Collected data:

▼

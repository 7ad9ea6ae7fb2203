//! Archive command definitions and request building

pub mod builder;
pub mod descriptor;

// Re-export commonly used types
pub use builder::{build_create_request, build_extract_request, default_archive_name};
pub use descriptor::{CommandDescriptor, CommandKind};
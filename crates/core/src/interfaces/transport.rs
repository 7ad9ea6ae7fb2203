//! Network transport interface

use crate::error::TransportError;
use async_trait::async_trait;

#[derive(Debug, Clone, Copy, PartialEq, Eq)]
pub enum Method {
    Post,
}

/// Request parameters handed to a transport
#[derive(Debug, Clone, PartialEq, Eq)]
pub struct RequestInit {
    pub method: Method,
    pub headers: Vec<(String, String)>,
    pub body: Option<String>,
}

impl RequestInit {
    pub fn post(body: impl Into<String>) -> Self {
        Self {
            method: Method::Post,
            headers: Vec::new(),
            body: Some(body.into()),
        }
    }

    pub fn with_header(mut self, name: impl Into<String>, value: impl Into<String>) -> Self {
        self.headers.push((name.into(), value.into()));
        self
    }

    pub fn header(&self, name: &str) -> Option<&str> {
        self.headers
            .iter()
            .find(|(key, _)| key.eq_ignore_ascii_case(name))
            .map(|(_, value)| value.as_str())
    }
}

/// Status and undecoded body of a completed round trip
#[derive(Debug, Clone, PartialEq, Eq)]
pub struct RawResponse {
    pub status: u16,
    pub body: String,
}

impl RawResponse {
    pub fn new(status: u16, body: impl Into<String>) -> Self {
        Self {
            status,
            body: body.into(),
        }
    }

    /// 2xx status
    pub fn is_ok(&self) -> bool {
        (200..300).contains(&self.status)
    }
}

/// Performs one HTTP-style round trip.
///
/// Returns `Err` only for connection-level faults; any status code the
/// server answered with is an `Ok` response.
#[async_trait]
pub trait Transport: Send + Sync {
    async fn request(&self, url: &str, init: RequestInit) -> Result<RawResponse, TransportError>;
}
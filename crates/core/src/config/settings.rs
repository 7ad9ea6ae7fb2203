use crate::error::{Error, Result};
use serde::{Deserialize, Serialize};

/// Identifier the settings store keys this extension's settings by
pub const PLUGIN_ID: &str = "jupyterlab-zip-extension:plugin";

/// Value used until the settings store has answered
pub const DEFAULT_EXTRACT_TO_NAMED_FOLDER: bool = true;

/// Settings the archive commands read at invocation time
#[derive(Debug, Clone, Copy, PartialEq, Eq, Serialize, Deserialize)]
#[serde(rename_all = "camelCase")]
pub struct ExtensionConfig {
    /// Extract into a folder named after the archive instead of next to it
    #[serde(default = "default_extract_to_named_folder")]
    pub extract_to_named_folder: bool,
}

fn default_extract_to_named_folder() -> bool {
    DEFAULT_EXTRACT_TO_NAMED_FOLDER
}

impl Default for ExtensionConfig {
    fn default() -> Self {
        Self {
            extract_to_named_folder: DEFAULT_EXTRACT_TO_NAMED_FOLDER,
        }
    }
}

impl ExtensionConfig {
    pub fn new(extract_to_named_folder: bool) -> Self {
        Self {
            extract_to_named_folder,
        }
    }

    /// Parse the JSON document a settings store hands out
    pub fn from_json(contents: &str) -> Result<Self> {
        serde_json::from_str(contents)
            .map_err(|e| Error::ConfigError(format!("Failed to parse settings: {e}")))
    }
}
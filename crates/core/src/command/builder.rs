//! Turns a validated selection into a service request

use crate::{
    config::ExtensionConfig,
    error::ValidationError,
    types::{ArchiveOperationRequest, Selection, SelectionEntry},
    validation::ARCHIVE_SUFFIX,
};

/// Name used when several entries are archived together
pub const DEFAULT_ARCHIVE_NAME: &str = "archive.zip";

pub fn build_extract_request(entry: &SelectionEntry, config: &ExtensionConfig) -> ArchiveOperationRequest {
    ArchiveOperationRequest::Extract {
        archive_path: entry.path.clone(),
        extract_to_named_folder: config.extract_to_named_folder,
    }
}

/// Name offered to the user before they pick one.
///
/// A single entry gives `<name>.zip`, anything else `archive.zip`.
pub fn default_archive_name(selection: &Selection) -> String {
    match selection.single() {
        Some(entry) => format!("{}{}", entry.name, ARCHIVE_SUFFIX),
        None => DEFAULT_ARCHIVE_NAME.to_string(),
    }
}

/// Build a create request from the selection and the name the user typed.
///
/// The name is trimmed and gets `.zip` appended unless it already ends in it
/// (compared case-insensitively).
pub fn build_create_request(
    selection: &Selection,
    user_supplied_name: &str,
) -> Result<ArchiveOperationRequest, ValidationError> {
    let name = user_supplied_name.trim();
    if name.is_empty() {
        return Err(ValidationError::EmptyName);
    }
    if selection.is_empty() {
        return Err(ValidationError::EmptySelection);
    }

    Ok(ArchiveOperationRequest::Create {
        archive_name: with_archive_suffix(name),
        source_paths: selection.paths(),
    })
}

fn with_archive_suffix(name: &str) -> String {
    if name.to_ascii_lowercase().ends_with(ARCHIVE_SUFFIX) {
        name.to_string()
    } else {
        format!("{name}{ARCHIVE_SUFFIX}")
    }
}

#[cfg(test)]
mod tests {
    use super::*;

    fn archive_name(request: &ArchiveOperationRequest) -> &str {
        match request {
            ArchiveOperationRequest::Create { archive_name, .. } => archive_name,
            other => panic!("expected a create request, got {other:?}"),
        }
    }

    fn three_entries() -> Selection {
        Selection::new(vec![
            SelectionEntry::file("a.txt", "work/a.txt"),
            SelectionEntry::directory("docs", "work/docs"),
            SelectionEntry::file("b.csv", "work/b.csv"),
        ])
    }

    #[test]
    fn test_default_name_single_entry() {
        let selection = Selection::new(vec![SelectionEntry::file("notes", "work/notes")]);
        assert_eq!(default_archive_name(&selection), "notes.zip");
    }

    #[test]
    fn test_default_name_multiple_entries() {
        assert_eq!(default_archive_name(&three_entries()), "archive.zip");
        assert_eq!(default_archive_name(&Selection::default()), "archive.zip");
    }

    #[test]
    fn test_create_appends_suffix_once() {
        let selection = three_entries();
        let request = build_create_request(&selection, "bundle").unwrap();
        assert_eq!(archive_name(&request), "bundle.zip");

        let request = build_create_request(&selection, "a.zip").unwrap();
        assert_eq!(archive_name(&request), "a.zip");

        let request = build_create_request(&selection, "UPPER.ZIP").unwrap();
        assert_eq!(archive_name(&request), "UPPER.ZIP");

        let request = build_create_request(&selection, "report.tar").unwrap();
        assert_eq!(archive_name(&request), "report.tar.zip");
    }

    #[test]
    fn test_create_trims_name() {
        let request = build_create_request(&three_entries(), "  spaced  ").unwrap();
        assert_eq!(archive_name(&request), "spaced.zip");
    }

    #[test]
    fn test_create_keeps_selection_order() {
        let request = build_create_request(&three_entries(), "bundle").unwrap();
        assert_eq!(
            request,
            ArchiveOperationRequest::Create {
                archive_name: "bundle.zip".to_string(),
                source_paths: vec![
                    "work/a.txt".to_string(),
                    "work/docs".to_string(),
                    "work/b.csv".to_string()
                ],
            }
        );
    }

    #[test]
    fn test_create_rejects_blank_name() {
        assert_eq!(build_create_request(&three_entries(), ""), Err(ValidationError::EmptyName));
        assert_eq!(build_create_request(&three_entries(), " \t "), Err(ValidationError::EmptyName));
    }

    #[test]
    fn test_create_rejects_empty_selection() {
        assert_eq!(
            build_create_request(&Selection::default(), "bundle"),
            Err(ValidationError::EmptySelection)
        );
    }

    #[test]
    fn test_extract_reads_config_flag() {
        let entry = SelectionEntry::file("data.zip", "/a/data.zip");
        assert_eq!(
            build_extract_request(&entry, &ExtensionConfig::new(false)),
            ArchiveOperationRequest::Extract {
                archive_path: "/a/data.zip".to_string(),
                extract_to_named_folder: false,
            }
        );
        assert_eq!(
            build_extract_request(&entry, &ExtensionConfig::default()),
            ArchiveOperationRequest::Extract {
                archive_path: "/a/data.zip".to_string(),
                extract_to_named_folder: true,
            }
        );
    }
}
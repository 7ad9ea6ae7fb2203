//! Caching of settings owned by an external store

pub mod config_cache;

// Re-export the main cache type
pub use config_cache::{CacheSnapshot, ConfigCache, LoadStatus, SettingsSubscription};
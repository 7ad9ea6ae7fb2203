/// When the extract command shows up in menus
#[derive(Debug, Clone, Copy, Default, PartialEq, Eq)]
pub enum ExtractVisibility {
    /// Only when it is also enabled
    #[default]
    WhenEnabled,
    /// Regardless of the selection
    Always,
}

/// How extract reads `extractToNamedFolder`
#[derive(Debug, Clone, Copy, Default, PartialEq, Eq)]
pub enum SettingsRead {
    /// Use whatever the cache holds, the default while the load is pending
    #[default]
    Current,
    /// Wait for the pending settings load before reading
    AwaitLoad,
}

/// Knobs that vary between hosts of the controller
#[derive(Debug, Clone, Copy, Default, PartialEq, Eq)]
pub struct ControllerPolicy {
    pub extract_visibility: ExtractVisibility,
    pub settings_read: SettingsRead,
}

impl ControllerPolicy {
    pub fn with_extract_visibility(mut self, visibility: ExtractVisibility) -> Self {
        self.extract_visibility = visibility;
        self
    }

    pub fn with_settings_read(mut self, settings_read: SettingsRead) -> Self {
        self.settings_read = settings_read;
        self
    }
}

▲

Start with the line above that contains "pub fn with_header(mut" and stop after the line that contains "of next to it". Output those lines exactly, and only those.

> **Written solution**
    pub fn with_header(mut self, name: impl Into<String>, value: impl Into<String>) -> Self {
        self.headers.push((name.into(), value.into()));
        self
    }

    pub fn header(&self, name: &str) -> Option<&str> {
        self.headers
            .iter()
            .find(|(key, _)| key.eq_ignore_ascii_case(name))
            .map(|(_, value)| value.as_str())
    }
}

/// Status and undecoded body of a completed round trip
#[derive(Debug, Clone, PartialEq, Eq)]
pub struct RawResponse {
    pub status: u16,
    pub body: String,
}

impl RawResponse {
    pub fn new(status: u16, body: impl Into<String>) -> Self {
        Self {
            status,
            body: body.into(),
        }
    }

    /// 2xx status
    pub fn is_ok(&self) -> bool {
        (200..300).contains(&self.status)
    }
}

/// Performs one HTTP-style round trip.
///
/// Returns `Err` only for connection-level faults; any status code the
/// server answered with is an `Ok` response.
#[async_trait]
pub trait Transport: Send + Sync {
    async fn request(&self, url: &str, init: RequestInit) -> Result<RawResponse, TransportError>;
}
filename crates/core/src/config/settings.rs
repository 7ad9ea6ae7fb2203
use crate::error::{Error, Result};
use serde::{Deserialize, Serialize};

/// Identifier the settings store keys this extension's settings by
pub const PLUGIN_ID: &str = "jupyterlab-zip-extension:plugin";

/// Value used until the settings store has answered
pub const DEFAULT_EXTRACT_TO_NAMED_FOLDER: bool = true;

/// Settings the archive commands read at invocation time
#[derive(Debug, Clone, Copy, PartialEq, Eq, Serialize, Deserialize)]
#[serde(rename_all = "camelCase")]
pub struct ExtensionConfig {
    /// Extract into a folder named after the archive instead of next to it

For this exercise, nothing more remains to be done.